- _EXERCISE AIM_: Please tally the lines below that contain the word "blocks" and reply with the total alone.

- _LISTED ENTRIES_:
┌────────

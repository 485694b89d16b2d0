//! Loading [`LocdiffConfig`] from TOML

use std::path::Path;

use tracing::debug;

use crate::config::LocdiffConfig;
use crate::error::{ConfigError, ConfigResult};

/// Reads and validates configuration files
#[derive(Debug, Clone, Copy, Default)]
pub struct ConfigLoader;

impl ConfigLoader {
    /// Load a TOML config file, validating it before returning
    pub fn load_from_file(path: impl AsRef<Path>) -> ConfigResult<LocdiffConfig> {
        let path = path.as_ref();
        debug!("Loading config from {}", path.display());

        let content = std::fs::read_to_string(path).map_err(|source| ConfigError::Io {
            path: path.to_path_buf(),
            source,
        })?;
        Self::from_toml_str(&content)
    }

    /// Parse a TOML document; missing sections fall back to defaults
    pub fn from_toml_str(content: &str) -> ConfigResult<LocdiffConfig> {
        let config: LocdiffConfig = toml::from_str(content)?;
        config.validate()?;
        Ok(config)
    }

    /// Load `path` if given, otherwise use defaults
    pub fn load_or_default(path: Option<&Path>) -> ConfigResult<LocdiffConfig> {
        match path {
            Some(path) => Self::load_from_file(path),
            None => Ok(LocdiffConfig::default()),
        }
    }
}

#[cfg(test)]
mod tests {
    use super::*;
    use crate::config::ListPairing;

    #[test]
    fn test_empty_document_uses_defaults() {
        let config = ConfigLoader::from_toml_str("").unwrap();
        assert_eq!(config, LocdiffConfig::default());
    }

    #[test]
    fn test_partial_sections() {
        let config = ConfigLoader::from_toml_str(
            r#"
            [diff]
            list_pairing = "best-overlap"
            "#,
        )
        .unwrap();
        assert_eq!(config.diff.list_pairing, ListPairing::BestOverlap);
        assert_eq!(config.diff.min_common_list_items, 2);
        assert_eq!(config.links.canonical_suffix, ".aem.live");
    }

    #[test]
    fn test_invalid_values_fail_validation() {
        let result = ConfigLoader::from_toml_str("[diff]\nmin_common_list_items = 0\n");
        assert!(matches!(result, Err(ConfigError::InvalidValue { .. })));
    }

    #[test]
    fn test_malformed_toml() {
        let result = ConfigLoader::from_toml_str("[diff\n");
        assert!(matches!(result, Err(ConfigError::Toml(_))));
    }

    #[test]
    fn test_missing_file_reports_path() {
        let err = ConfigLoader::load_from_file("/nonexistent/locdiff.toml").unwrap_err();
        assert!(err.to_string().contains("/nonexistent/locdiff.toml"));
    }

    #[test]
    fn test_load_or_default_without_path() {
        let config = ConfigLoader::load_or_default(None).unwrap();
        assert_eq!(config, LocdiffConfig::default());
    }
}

└────────
┌────────

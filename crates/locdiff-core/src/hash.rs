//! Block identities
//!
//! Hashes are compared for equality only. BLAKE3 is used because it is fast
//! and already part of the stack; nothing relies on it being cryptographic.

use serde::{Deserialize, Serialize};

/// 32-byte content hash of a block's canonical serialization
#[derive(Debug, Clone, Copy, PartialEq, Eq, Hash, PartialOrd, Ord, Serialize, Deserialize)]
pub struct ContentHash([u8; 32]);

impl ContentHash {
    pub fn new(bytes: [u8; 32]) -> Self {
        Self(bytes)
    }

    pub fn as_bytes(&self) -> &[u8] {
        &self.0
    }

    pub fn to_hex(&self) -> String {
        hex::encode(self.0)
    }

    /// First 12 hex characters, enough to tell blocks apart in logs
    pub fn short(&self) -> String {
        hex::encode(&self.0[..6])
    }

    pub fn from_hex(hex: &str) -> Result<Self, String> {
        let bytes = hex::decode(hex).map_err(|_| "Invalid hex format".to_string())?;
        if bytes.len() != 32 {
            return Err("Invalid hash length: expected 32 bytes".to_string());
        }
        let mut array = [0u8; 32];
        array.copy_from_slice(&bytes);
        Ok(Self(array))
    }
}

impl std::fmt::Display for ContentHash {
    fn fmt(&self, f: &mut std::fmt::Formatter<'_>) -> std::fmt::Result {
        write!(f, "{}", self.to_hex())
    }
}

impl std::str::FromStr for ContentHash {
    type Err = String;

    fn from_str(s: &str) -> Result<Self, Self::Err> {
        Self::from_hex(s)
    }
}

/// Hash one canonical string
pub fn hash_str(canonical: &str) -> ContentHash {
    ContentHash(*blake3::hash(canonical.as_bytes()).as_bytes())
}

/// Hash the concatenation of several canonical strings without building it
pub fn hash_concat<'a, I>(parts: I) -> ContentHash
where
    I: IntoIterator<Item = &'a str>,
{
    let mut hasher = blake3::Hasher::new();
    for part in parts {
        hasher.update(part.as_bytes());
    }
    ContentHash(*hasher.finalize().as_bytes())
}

└────────
┌────────

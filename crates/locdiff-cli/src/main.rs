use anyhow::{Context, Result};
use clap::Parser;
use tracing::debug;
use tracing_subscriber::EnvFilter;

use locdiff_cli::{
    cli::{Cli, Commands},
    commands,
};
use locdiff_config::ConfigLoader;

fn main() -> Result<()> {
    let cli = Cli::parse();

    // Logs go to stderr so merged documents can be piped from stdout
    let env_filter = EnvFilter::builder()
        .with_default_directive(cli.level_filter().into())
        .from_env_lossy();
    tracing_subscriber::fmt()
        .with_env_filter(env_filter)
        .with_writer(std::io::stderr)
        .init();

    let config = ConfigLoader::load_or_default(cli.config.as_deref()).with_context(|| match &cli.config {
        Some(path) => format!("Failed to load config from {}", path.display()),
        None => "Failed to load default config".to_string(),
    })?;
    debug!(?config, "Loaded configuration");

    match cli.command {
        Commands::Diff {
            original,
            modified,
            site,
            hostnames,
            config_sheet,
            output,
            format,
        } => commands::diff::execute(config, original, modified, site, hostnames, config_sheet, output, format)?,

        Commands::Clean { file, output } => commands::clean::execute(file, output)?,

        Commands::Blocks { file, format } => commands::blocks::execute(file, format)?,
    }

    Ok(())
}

└────────

- _RESULT_: 2